Keep only those lines of the records that include the string "filename".

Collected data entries

---+---

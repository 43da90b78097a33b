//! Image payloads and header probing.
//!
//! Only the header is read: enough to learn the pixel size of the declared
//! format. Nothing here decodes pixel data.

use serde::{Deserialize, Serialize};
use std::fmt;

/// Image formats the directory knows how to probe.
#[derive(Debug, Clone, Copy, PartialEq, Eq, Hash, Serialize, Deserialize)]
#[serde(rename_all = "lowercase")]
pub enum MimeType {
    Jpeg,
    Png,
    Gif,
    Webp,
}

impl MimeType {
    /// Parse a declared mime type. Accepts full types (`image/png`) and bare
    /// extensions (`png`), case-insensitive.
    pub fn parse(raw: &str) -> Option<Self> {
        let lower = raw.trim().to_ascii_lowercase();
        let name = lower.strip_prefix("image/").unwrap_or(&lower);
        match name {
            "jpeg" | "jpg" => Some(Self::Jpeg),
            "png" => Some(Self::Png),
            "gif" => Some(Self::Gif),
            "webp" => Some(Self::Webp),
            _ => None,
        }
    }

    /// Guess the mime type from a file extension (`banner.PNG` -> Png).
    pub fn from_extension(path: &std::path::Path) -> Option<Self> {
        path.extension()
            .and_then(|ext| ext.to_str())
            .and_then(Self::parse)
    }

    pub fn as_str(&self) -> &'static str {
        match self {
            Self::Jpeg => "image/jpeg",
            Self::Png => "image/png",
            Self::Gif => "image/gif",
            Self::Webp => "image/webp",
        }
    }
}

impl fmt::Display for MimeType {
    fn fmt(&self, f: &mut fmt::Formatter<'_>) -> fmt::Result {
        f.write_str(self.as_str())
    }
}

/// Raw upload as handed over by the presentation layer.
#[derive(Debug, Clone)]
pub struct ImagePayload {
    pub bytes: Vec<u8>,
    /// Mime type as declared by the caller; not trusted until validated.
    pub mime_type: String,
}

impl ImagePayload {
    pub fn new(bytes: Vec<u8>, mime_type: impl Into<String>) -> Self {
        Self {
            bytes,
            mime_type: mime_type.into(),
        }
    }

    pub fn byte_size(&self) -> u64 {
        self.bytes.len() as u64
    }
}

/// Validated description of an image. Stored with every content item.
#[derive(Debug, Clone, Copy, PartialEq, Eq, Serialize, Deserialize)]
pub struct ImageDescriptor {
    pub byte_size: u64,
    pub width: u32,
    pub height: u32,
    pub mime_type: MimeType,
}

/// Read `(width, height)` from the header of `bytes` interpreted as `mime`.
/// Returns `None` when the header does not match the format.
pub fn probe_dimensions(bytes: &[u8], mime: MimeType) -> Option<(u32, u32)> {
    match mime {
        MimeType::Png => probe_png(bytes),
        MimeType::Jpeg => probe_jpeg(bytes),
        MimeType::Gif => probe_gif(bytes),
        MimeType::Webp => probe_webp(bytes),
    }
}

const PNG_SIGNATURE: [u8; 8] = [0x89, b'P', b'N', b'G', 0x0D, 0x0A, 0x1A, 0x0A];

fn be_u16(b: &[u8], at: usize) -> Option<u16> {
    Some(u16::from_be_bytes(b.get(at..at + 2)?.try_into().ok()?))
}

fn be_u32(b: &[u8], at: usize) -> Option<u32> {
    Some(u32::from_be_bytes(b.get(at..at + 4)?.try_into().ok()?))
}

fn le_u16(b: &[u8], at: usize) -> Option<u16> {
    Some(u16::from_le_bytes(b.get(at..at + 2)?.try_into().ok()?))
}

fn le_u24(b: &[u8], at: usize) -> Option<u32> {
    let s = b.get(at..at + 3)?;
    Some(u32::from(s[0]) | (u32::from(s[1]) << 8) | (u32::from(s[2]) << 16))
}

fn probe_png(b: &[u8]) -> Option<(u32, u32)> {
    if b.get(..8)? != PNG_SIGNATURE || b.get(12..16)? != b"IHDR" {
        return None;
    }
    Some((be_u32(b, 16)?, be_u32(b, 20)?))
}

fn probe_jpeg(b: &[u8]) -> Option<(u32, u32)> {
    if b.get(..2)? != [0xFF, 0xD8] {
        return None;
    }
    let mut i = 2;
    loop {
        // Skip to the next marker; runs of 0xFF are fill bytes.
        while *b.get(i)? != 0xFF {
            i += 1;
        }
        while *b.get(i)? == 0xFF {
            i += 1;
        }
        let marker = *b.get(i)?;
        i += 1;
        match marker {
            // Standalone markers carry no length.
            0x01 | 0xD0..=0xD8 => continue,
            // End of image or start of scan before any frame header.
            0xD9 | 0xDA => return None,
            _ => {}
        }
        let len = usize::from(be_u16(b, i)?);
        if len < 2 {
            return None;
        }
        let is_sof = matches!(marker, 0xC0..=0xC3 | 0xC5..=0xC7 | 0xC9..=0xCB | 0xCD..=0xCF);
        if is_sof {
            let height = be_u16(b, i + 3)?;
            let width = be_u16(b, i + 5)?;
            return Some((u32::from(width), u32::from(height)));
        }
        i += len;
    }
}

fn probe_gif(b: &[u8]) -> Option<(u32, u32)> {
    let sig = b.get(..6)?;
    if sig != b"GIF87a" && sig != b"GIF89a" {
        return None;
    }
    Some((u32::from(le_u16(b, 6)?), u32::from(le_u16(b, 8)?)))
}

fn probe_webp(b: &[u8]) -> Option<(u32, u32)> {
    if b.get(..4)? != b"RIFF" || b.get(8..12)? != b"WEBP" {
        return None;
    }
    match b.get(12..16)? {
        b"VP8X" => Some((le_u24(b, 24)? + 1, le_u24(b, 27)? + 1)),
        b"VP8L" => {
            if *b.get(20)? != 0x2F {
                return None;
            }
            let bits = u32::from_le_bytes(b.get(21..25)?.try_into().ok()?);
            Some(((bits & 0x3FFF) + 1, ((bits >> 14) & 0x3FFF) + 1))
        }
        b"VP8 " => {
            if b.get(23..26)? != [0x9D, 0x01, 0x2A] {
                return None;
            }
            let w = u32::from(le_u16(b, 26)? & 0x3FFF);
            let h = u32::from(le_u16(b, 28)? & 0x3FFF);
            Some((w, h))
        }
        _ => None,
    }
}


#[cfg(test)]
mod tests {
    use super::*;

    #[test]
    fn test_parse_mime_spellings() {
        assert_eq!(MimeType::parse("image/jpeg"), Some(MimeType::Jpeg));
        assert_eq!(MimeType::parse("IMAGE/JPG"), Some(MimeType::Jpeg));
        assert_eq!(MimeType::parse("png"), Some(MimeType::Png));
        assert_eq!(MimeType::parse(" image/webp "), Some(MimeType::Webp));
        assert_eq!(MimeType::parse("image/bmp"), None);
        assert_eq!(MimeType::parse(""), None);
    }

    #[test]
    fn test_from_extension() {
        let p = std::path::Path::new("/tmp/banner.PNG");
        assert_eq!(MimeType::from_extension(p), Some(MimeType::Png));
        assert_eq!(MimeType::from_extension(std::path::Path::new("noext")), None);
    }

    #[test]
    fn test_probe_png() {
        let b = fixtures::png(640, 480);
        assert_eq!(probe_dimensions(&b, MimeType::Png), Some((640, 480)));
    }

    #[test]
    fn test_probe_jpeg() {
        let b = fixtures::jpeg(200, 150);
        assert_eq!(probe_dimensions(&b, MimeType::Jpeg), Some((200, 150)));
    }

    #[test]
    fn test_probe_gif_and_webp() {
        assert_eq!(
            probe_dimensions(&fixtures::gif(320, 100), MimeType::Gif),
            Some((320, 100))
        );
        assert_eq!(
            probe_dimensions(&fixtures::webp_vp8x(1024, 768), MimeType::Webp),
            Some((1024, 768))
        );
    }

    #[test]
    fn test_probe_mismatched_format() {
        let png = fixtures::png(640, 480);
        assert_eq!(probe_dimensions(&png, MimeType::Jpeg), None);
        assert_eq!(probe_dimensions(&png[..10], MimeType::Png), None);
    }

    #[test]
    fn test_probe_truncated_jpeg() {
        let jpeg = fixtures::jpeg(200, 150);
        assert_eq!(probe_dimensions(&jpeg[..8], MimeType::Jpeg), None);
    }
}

---+---

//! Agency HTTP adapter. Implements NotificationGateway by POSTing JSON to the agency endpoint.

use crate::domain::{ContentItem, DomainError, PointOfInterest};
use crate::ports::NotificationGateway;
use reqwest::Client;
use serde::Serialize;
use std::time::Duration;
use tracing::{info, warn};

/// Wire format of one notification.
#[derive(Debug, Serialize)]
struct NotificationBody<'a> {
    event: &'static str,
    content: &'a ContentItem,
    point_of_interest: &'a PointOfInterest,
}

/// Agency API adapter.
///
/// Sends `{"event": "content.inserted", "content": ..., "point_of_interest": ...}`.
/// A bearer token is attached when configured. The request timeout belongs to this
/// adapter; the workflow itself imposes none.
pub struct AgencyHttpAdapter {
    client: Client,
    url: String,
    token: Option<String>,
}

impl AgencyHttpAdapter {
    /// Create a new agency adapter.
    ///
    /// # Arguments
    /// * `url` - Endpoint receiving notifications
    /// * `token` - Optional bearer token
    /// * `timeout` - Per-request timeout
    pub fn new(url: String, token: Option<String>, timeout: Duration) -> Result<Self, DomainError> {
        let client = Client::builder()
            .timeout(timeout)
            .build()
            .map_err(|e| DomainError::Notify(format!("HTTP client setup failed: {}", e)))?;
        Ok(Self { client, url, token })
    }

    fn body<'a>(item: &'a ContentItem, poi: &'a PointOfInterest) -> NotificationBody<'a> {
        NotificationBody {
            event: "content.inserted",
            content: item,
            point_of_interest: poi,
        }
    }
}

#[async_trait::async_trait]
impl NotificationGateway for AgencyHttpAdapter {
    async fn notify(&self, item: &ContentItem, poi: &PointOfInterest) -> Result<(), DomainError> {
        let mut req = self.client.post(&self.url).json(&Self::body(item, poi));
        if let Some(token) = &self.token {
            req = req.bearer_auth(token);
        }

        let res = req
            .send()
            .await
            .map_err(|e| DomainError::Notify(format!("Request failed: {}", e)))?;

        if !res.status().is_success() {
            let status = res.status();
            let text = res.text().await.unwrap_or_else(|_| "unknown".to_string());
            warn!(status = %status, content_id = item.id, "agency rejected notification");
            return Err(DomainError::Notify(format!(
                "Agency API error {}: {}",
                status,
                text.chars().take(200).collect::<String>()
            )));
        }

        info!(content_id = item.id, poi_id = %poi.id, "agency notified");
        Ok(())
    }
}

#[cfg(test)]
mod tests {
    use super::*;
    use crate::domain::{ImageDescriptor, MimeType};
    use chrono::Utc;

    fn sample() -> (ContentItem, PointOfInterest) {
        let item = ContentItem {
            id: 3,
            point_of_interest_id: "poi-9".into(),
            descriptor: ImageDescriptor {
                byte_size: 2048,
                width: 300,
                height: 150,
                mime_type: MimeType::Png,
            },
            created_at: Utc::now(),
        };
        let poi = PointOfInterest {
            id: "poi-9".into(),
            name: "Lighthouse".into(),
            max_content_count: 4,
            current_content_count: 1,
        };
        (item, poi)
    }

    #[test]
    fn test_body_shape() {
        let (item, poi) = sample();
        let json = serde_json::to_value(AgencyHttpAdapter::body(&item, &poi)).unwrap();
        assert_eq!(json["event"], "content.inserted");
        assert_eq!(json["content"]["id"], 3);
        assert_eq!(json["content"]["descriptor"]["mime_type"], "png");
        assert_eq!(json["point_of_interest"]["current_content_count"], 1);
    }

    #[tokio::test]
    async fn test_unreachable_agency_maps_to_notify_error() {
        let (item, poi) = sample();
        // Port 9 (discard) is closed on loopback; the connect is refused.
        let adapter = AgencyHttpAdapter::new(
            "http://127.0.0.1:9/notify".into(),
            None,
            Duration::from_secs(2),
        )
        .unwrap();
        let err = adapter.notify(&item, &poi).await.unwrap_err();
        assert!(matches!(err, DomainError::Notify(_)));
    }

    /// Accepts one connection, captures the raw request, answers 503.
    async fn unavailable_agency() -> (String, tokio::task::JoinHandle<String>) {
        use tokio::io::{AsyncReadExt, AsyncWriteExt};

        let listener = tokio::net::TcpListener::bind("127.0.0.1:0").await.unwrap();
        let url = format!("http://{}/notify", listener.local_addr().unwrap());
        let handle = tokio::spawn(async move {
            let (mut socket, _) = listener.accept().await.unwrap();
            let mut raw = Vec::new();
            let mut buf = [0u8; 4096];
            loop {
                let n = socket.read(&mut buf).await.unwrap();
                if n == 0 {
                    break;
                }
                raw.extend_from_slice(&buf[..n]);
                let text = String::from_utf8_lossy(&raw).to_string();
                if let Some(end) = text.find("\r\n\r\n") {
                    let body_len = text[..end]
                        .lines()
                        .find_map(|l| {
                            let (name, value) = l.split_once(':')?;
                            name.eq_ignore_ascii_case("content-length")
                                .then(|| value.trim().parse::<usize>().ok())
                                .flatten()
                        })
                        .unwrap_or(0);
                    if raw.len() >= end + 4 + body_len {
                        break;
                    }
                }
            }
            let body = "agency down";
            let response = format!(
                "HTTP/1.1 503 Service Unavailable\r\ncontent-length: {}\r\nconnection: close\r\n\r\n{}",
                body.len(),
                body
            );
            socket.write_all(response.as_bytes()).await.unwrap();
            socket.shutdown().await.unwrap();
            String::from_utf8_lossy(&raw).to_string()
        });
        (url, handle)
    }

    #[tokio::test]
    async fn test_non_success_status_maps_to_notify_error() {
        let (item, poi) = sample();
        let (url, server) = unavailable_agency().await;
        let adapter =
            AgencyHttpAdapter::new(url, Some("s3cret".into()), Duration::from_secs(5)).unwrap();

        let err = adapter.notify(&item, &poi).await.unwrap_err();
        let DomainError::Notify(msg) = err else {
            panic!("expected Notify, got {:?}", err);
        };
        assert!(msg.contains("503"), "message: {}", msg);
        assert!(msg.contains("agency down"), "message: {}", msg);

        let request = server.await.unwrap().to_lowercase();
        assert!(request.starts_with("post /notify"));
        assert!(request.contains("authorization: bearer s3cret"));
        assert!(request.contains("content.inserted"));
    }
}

---+---

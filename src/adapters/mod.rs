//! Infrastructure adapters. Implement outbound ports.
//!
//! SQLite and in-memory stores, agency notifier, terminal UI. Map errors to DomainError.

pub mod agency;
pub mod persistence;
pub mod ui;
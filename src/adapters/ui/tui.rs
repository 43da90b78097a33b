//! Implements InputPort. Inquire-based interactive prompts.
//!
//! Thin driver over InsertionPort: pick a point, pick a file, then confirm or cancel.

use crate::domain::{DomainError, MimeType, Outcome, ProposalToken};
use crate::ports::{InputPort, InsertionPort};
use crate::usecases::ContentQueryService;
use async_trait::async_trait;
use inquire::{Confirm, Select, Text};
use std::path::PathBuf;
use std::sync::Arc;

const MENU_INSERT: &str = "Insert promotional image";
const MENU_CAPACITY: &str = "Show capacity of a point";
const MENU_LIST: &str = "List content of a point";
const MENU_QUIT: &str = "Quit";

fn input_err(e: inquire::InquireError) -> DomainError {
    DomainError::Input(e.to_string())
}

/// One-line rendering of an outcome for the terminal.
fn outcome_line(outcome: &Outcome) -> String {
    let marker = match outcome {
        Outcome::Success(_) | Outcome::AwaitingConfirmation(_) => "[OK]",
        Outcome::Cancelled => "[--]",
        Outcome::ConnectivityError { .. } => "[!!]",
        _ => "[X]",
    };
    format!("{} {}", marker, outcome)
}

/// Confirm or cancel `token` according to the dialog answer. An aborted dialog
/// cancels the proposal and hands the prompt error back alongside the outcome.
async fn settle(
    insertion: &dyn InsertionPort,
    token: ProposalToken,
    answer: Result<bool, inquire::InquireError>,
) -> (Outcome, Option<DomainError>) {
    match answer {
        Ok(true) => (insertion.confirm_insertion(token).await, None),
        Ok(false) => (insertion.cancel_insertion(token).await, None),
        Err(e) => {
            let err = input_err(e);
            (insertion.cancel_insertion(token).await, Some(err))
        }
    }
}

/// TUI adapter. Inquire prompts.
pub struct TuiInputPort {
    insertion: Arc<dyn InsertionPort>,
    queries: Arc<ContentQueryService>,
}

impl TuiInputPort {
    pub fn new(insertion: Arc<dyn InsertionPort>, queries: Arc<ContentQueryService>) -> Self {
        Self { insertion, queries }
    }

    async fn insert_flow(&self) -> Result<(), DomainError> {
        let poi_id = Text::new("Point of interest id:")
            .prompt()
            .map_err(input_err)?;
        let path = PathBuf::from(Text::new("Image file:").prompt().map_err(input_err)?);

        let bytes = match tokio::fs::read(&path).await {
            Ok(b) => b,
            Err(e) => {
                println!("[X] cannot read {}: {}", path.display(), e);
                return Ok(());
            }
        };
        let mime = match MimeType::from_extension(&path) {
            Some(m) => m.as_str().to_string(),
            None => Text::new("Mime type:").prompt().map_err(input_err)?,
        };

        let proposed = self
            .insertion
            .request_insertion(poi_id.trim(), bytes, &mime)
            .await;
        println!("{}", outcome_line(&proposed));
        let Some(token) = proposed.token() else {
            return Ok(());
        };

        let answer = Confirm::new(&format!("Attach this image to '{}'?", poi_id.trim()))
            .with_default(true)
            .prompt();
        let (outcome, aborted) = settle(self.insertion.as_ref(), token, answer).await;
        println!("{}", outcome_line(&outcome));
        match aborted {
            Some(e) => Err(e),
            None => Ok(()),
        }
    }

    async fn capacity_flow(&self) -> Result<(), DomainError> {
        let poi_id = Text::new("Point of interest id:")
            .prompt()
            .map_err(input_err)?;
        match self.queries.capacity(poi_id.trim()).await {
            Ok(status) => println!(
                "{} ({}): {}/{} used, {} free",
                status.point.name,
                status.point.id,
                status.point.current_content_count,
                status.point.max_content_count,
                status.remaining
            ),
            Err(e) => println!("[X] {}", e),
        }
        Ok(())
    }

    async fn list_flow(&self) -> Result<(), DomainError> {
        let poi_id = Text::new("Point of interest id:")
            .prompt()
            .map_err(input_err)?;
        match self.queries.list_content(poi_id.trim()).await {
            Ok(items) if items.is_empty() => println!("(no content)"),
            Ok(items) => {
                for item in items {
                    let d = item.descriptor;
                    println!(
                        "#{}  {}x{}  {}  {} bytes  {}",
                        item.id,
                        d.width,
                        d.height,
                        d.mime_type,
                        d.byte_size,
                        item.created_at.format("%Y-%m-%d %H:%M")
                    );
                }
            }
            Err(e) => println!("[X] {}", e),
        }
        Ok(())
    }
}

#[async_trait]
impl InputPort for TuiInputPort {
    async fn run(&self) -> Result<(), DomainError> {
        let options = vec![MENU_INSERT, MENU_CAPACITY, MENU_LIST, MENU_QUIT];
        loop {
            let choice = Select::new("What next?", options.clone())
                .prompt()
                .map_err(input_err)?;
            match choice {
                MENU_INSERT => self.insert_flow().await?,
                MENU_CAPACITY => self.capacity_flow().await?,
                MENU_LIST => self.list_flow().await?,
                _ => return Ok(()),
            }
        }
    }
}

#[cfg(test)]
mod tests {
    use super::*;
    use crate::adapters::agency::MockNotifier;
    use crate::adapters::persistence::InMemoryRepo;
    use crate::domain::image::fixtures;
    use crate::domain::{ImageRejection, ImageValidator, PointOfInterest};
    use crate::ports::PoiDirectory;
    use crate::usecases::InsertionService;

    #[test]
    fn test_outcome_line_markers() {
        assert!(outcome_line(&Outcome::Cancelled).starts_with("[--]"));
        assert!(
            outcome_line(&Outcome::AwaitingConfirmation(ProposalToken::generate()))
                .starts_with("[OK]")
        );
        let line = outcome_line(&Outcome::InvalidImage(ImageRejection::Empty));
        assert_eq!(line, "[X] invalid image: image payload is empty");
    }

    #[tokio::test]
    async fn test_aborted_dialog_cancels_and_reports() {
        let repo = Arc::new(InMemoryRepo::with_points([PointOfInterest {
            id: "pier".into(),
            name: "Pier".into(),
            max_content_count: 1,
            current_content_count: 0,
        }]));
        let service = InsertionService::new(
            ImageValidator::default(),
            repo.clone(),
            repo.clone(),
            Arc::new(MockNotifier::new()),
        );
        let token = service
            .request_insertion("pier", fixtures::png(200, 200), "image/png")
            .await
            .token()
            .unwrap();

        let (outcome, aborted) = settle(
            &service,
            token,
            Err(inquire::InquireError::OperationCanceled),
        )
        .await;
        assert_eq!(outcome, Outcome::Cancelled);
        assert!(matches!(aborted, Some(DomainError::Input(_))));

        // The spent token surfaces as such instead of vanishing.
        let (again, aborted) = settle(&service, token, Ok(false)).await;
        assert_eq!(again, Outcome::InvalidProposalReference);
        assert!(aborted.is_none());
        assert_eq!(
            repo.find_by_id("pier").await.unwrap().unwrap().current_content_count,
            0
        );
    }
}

---+---

Completed exercise
filename src/adapters/mod.rs
filename src/adapters/ui/tui.rs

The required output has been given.